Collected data
....
mod test_support;

use serde_json::json;
use std::io::BufReader;
use std::process::{ChildStdin, ChildStdout};
use test_support::{admin, error_code, request, request_ok, spawn_sidecar, temp_dir};

fn seed(
    stdin: &mut ChildStdin,
    reader: &mut BufReader<ChildStdout>,
) -> (String, String, String) {
    let created = request_ok(
        stdin,
        reader,
        "s1",
        "halaqah.create",
        json!({ "name": "Halaqah Al-Fatihah", "currentUser": admin() }),
    );
    let halaqah_id = created["halaqahId"].as_str().expect("halaqah").to_string();
    let a = request_ok(
        stdin,
        reader,
        "s2",
        "students.create",
        json!({ "name": "Ahmad", "halaqahId": halaqah_id, "guardianPhone": "081234567890", "currentUser": admin() }),
    );
    let b = request_ok(
        stdin,
        reader,
        "s3",
        "students.create",
        json!({ "name": "Bilal", "halaqahId": halaqah_id, "currentUser": admin() }),
    );
    (
        halaqah_id,
        a["studentId"].as_str().expect("a").to_string(),
        b["studentId"].as_str().expect("b").to_string(),
    )
}

#[test]
fn summary_totals_ayat_mistakes_and_tier() {
    let workspace = temp_dir("santrid-setoran-summary");
    let (_child, mut stdin, mut reader) = spawn_sidecar();
    let _ = request_ok(
        &mut stdin,
        &mut reader,
        "1",
        "workspace.select",
        json!({ "path": workspace.to_string_lossy() }),
    );
    let (halaqah_id, ahmad, _bilal) = seed(&mut stdin, &mut reader);
    let guru = json!({ "role": "guru", "assignedHalaqahIds": [halaqah_id] });

    let entries = [
        ("2026-03-01", 1, 7, 2, 90.0),
        ("2026-03-02", 8, 15, 0, 85.0),
        ("2026-04-01", 16, 20, 4, 60.0),
    ];
    for (i, (date, from, to, mistakes, score)) in entries.iter().enumerate() {
        let _ = request_ok(
            &mut stdin,
            &mut reader,
            &format!("c{i}"),
            "setoran.create",
            json!({
                "studentId": ahmad,
                "date": date,
                "surah": "Al-Baqarah",
                "ayatFrom": from,
                "ayatTo": to,
                "mistakes": mistakes,
                "score": score,
                "currentUser": guru,
            }),
        );
    }

    let march = request_ok(
        &mut stdin,
        &mut reader,
        "2",
        "setoran.summary",
        json!({ "studentId": ahmad, "from": "2026-03-01", "to": "2026-03-31", "currentUser": guru }),
    );
    let s = &march["students"][0]["summary"];
    assert_eq!(s["count"], 2);
    assert_eq!(s["averageScore"], 87.5);
    assert_eq!(s["totalAyat"], 15);
    assert_eq!(s["totalMistakes"], 2);
    assert_eq!(s["tier"], "mutqin");

    let all = request_ok(
        &mut stdin,
        &mut reader,
        "3",
        "setoran.summary",
        json!({ "halaqahId": halaqah_id, "currentUser": admin() }),
    );
    let students = all["students"].as_array().expect("students");
    assert_eq!(students.len(), 2);
    assert_eq!(students[0]["summary"]["count"], 3);
    assert_eq!(students[0]["summary"]["averageScore"], 78.3);
    assert_eq!(students[0]["summary"]["tier"], "mutawassith");
    assert_eq!(students[1]["summary"]["count"], 0);
    assert!(students[1]["summary"]["tier"].is_null());

    let list = request_ok(
        &mut stdin,
        &mut reader,
        "4",
        "setoran.list",
        json!({ "studentId": ahmad, "currentUser": { "role": "wali", "phone": "6281234567890" } }),
    );
    let dates = list["setoran"]
        .as_array()
        .expect("setoran")
        .iter()
        .map(|r| r["date"].as_str().unwrap_or("").to_string())
        .collect::<Vec<_>>();
    assert_eq!(dates, vec!["2026-04-01", "2026-03-02", "2026-03-01"]);
}

#[test]
fn create_validates_ranges_and_permissions() {
    let workspace = temp_dir("santrid-setoran-validation");
    let (_child, mut stdin, mut reader) = spawn_sidecar();
    let _ = request_ok(
        &mut stdin,
        &mut reader,
        "1",
        "workspace.select",
        json!({ "path": workspace.to_string_lossy() }),
    );
    let (halaqah_id, ahmad, _) = seed(&mut stdin, &mut reader);

    let base = json!({
        "studentId": ahmad,
        "date": "2026-03-01",
        "surah": "An-Naba",
        "ayatFrom": 5,
        "ayatTo": 10,
        "mistakes": 0,
        "score": 80,
        "currentUser": admin(),
    });
    let bad_cases = [
        ("ayatTo", json!(4)),
        ("ayatFrom", json!(0)),
        ("mistakes", json!(-1)),
        ("ayatTo", json!(287)),
        ("mistakes", json!(1000)),
        ("score", json!(101)),
        ("date", json!("01/03/2026")),
    ];
    for (i, (key, value)) in bad_cases.into_iter().enumerate() {
        let mut params = base.clone();
        params[key] = value;
        let res = request(&mut stdin, &mut reader, &format!("b{i}"), "setoran.create", params);
        assert_eq!(error_code(&res), "bad_params", "{key}");
    }

    let mut other_guru = base.clone();
    other_guru["currentUser"] = json!({ "role": "guru", "assignedHalaqahIds": ["elsewhere"] });
    let res = request(&mut stdin, &mut reader, "g1", "setoran.create", other_guru);
    assert_eq!(error_code(&res), "forbidden");

    let mut wali = base.clone();
    wali["currentUser"] = json!({ "role": "wali", "phone": "081234567890" });
    let res = request(&mut stdin, &mut reader, "g2", "setoran.create", wali);
    assert_eq!(error_code(&res), "forbidden");

    let wali_group = request(
        &mut stdin,
        &mut reader,
        "g3",
        "setoran.summary",
        json!({ "halaqahId": halaqah_id, "currentUser": { "role": "wali", "phone": "081234567890" } }),
    );
    assert_eq!(error_code(&wali_group), "forbidden");
}

#[test]
fn oversized_counts_are_rejected_and_summary_keeps_answering() {
    let workspace = temp_dir("santrid-setoran-oversized");
    let (mut child, mut stdin, mut reader) = spawn_sidecar();
    let _ = request_ok(
        &mut stdin,
        &mut reader,
        "1",
        "workspace.select",
        json!({ "path": workspace.to_string_lossy() }),
    );
    let (_halaqah_id, ahmad, _) = seed(&mut stdin, &mut reader);

    for i in 0..2 {
        let res = request(
            &mut stdin,
            &mut reader,
            &format!("big{i}"),
            "setoran.create",
            json!({
                "studentId": ahmad,
                "date": "2026-03-01",
                "surah": "Al-Baqarah",
                "ayatFrom": 1,
                "ayatTo": i64::MAX,
                "mistakes": i64::MAX,
                "score": 90,
                "currentUser": admin(),
            }),
        );
        assert_eq!(error_code(&res), "bad_params");
    }

    let _ = request_ok(
        &mut stdin,
        &mut reader,
        "2",
        "setoran.create",
        json!({
            "studentId": ahmad,
            "date": "2026-03-01",
            "surah": "Al-Baqarah",
            "ayatFrom": 1,
            "ayatTo": 286,
            "mistakes": 999,
            "score": 90,
            "currentUser": admin(),
        }),
    );
    let summary = request_ok(
        &mut stdin,
        &mut reader,
        "3",
        "setoran.summary",
        json!({ "studentId": ahmad, "currentUser": admin() }),
    );
    let s = &summary["students"][0]["summary"];
    assert_eq!(s["count"], 1);
    assert_eq!(s["totalAyat"], 286);
    assert_eq!(s["totalMistakes"], 999);

    // The sidecar is still alive after the summary.
    let _ = request_ok(&mut stdin, &mut reader, "4", "health", json!({}));
    drop(stdin);
    let _ = child.wait();
}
....
**Task prompt:** Reproduce the records above in full and with exact wording.

**Problem solution:**
mod test_support;

use serde_json::json;
use std::io::BufReader;
use std::process::{ChildStdin, ChildStdout};
use test_support::{admin, error_code, request, request_ok, spawn_sidecar, temp_dir};

fn seed(
    stdin: &mut ChildStdin,
    reader: &mut BufReader<ChildStdout>,
) -> (String, String, String) {
    let created = request_ok(
        stdin,
        reader,
        "s1",
        "halaqah.create",
        json!({ "name": "Halaqah Al-Fatihah", "currentUser": admin() }),
    );
    let halaqah_id = created["halaqahId"].as_str().expect("halaqah").to_string();
    let a = request_ok(
        stdin,
        reader,
        "s2",
        "students.create",
        json!({ "name": "Ahmad", "halaqahId": halaqah_id, "guardianPhone": "081234567890", "currentUser": admin() }),
    );
    let b = request_ok(
        stdin,
        reader,
        "s3",
        "students.create",
        json!({ "name": "Bilal", "halaqahId": halaqah_id, "currentUser": admin() }),
    );
    (
        halaqah_id,
        a["studentId"].as_str().expect("a").to_string(),
        b["studentId"].as_str().expect("b").to_string(),
    )
}

#[test]
fn summary_totals_ayat_mistakes_and_tier() {
    let workspace = temp_dir("santrid-setoran-summary");
    let (_child, mut stdin, mut reader) = spawn_sidecar();
    let _ = request_ok(
        &mut stdin,
        &mut reader,
        "1",
        "workspace.select",
        json!({ "path": workspace.to_string_lossy() }),
    );
    let (halaqah_id, ahmad, _bilal) = seed(&mut stdin, &mut reader);
    let guru = json!({ "role": "guru", "assignedHalaqahIds": [halaqah_id] });

    let entries = [
        ("2026-03-01", 1, 7, 2, 90.0),
        ("2026-03-02", 8, 15, 0, 85.0),
        ("2026-04-01", 16, 20, 4, 60.0),
    ];
    for (i, (date, from, to, mistakes, score)) in entries.iter().enumerate() {
        let _ = request_ok(
            &mut stdin,
            &mut reader,
            &format!("c{i}"),
            "setoran.create",
            json!({
                "studentId": ahmad,
                "date": date,
                "surah": "Al-Baqarah",
                "ayatFrom": from,
                "ayatTo": to,
                "mistakes": mistakes,
                "score": score,
                "currentUser": guru,
            }),
        );
    }

    let march = request_ok(
        &mut stdin,
        &mut reader,
        "2",
        "setoran.summary",
        json!({ "studentId": ahmad, "from": "2026-03-01", "to": "2026-03-31", "currentUser": guru }),
    );
    let s = &march["students"][0]["summary"];
    assert_eq!(s["count"], 2);
    assert_eq!(s["averageScore"], 87.5);
    assert_eq!(s["totalAyat"], 15);
    assert_eq!(s["totalMistakes"], 2);
    assert_eq!(s["tier"], "mutqin");

    let all = request_ok(
        &mut stdin,
        &mut reader,
        "3",
        "setoran.summary",
        json!({ "halaqahId": halaqah_id, "currentUser": admin() }),
    );
    let students = all["students"].as_array().expect("students");
    assert_eq!(students.len(), 2);
    assert_eq!(students[0]["summary"]["count"], 3);
    assert_eq!(students[0]["summary"]["averageScore"], 78.3);
    assert_eq!(students[0]["summary"]["tier"], "mutawassith");
    assert_eq!(students[1]["summary"]["count"], 0);
    assert!(students[1]["summary"]["tier"].is_null());

    let list = request_ok(
        &mut stdin,
        &mut reader,
        "4",
        "setoran.list",
        json!({ "studentId": ahmad, "currentUser": { "role": "wali", "phone": "6281234567890" } }),
    );
    let dates = list["setoran"]
        .as_array()
        .expect("setoran")
        .iter()
        .map(|r| r["date"].as_str().unwrap_or("").to_string())
        .collect::<Vec<_>>();
    assert_eq!(dates, vec!["2026-04-01", "2026-03-02", "2026-03-01"]);
}

#[test]
fn create_validates_ranges_and_permissions() {
    let workspace = temp_dir("santrid-setoran-validation");
    let (_child, mut stdin, mut reader) = spawn_sidecar();
    let _ = request_ok(
        &mut stdin,
        &mut reader,
        "1",
        "workspace.select",
        json!({ "path": workspace.to_string_lossy() }),
    );
    let (halaqah_id, ahmad, _) = seed(&mut stdin, &mut reader);

    let base = json!({
        "studentId": ahmad,
        "date": "2026-03-01",
        "surah": "An-Naba",
        "ayatFrom": 5,
        "ayatTo": 10,
        "mistakes": 0,
        "score": 80,
        "currentUser": admin(),
    });
    let bad_cases = [
        ("ayatTo", json!(4)),
        ("ayatFrom", json!(0)),
        ("mistakes", json!(-1)),
        ("ayatTo", json!(287)),
        ("mistakes", json!(1000)),
        ("score", json!(101)),
        ("date", json!("01/03/2026")),
    ];
    for (i, (key, value)) in bad_cases.into_iter().enumerate() {
        let mut params = base.clone();
        params[key] = value;
        let res = request(&mut stdin, &mut reader, &format!("b{i}"), "setoran.create", params);
        assert_eq!(error_code(&res), "bad_params", "{key}");
    }

    let mut other_guru = base.clone();
    other_guru["currentUser"] = json!({ "role": "guru", "assignedHalaqahIds": ["elsewhere"] });
    let res = request(&mut stdin, &mut reader, "g1", "setoran.create", other_guru);
    assert_eq!(error_code(&res), "forbidden");

    let mut wali = base.clone();
    wali["currentUser"] = json!({ "role": "wali", "phone": "081234567890" });
    let res = request(&mut stdin, &mut reader, "g2", "setoran.create", wali);
    assert_eq!(error_code(&res), "forbidden");

    let wali_group = request(
        &mut stdin,
        &mut reader,
        "g3",
        "setoran.summary",
        json!({ "halaqahId": halaqah_id, "currentUser": { "role": "wali", "phone": "081234567890" } }),
    );
    assert_eq!(error_code(&wali_group), "forbidden");
}

#[test]
fn oversized_counts_are_rejected_and_summary_keeps_answering() {
    let workspace = temp_dir("santrid-setoran-oversized");
    let (mut child, mut stdin, mut reader) = spawn_sidecar();
    let _ = request_ok(
        &mut stdin,
        &mut reader,
        "1",
        "workspace.select",
        json!({ "path": workspace.to_string_lossy() }),
    );
    let (_halaqah_id, ahmad, _) = seed(&mut stdin, &mut reader);

    for i in 0..2 {
        let res = request(
            &mut stdin,
            &mut reader,
            &format!("big{i}"),
            "setoran.create",
            json!({
                "studentId": ahmad,
                "date": "2026-03-01",
                "surah": "Al-Baqarah",
                "ayatFrom": 1,
                "ayatTo": i64::MAX,
                "mistakes": i64::MAX,
                "score": 90,
                "currentUser": admin(),
            }),
        );
        assert_eq!(error_code(&res), "bad_params");
    }

    let _ = request_ok(
        &mut stdin,
        &mut reader,
        "2",
        "setoran.create",
        json!({
            "studentId": ahmad,
            "date": "2026-03-01",
            "surah": "Al-Baqarah",
            "ayatFrom": 1,
            "ayatTo": 286,
            "mistakes": 999,
            "score": 90,
            "currentUser": admin(),
        }),
    );
    let summary = request_ok(
        &mut stdin,
        &mut reader,
        "3",
        "setoran.summary",
        json!({ "studentId": ahmad, "currentUser": admin() }),
    );
    let s = &summary["students"][0]["summary"];
    assert_eq!(s["count"], 1);
    assert_eq!(s["totalAyat"], 286);
    assert_eq!(s["totalMistakes"], 999);

    // The sidecar is still alive after the summary.
    let _ = request_ok(&mut stdin, &mut reader, "4", "health", json!({}));
    drop(stdin);
    let _ = child.wait();
}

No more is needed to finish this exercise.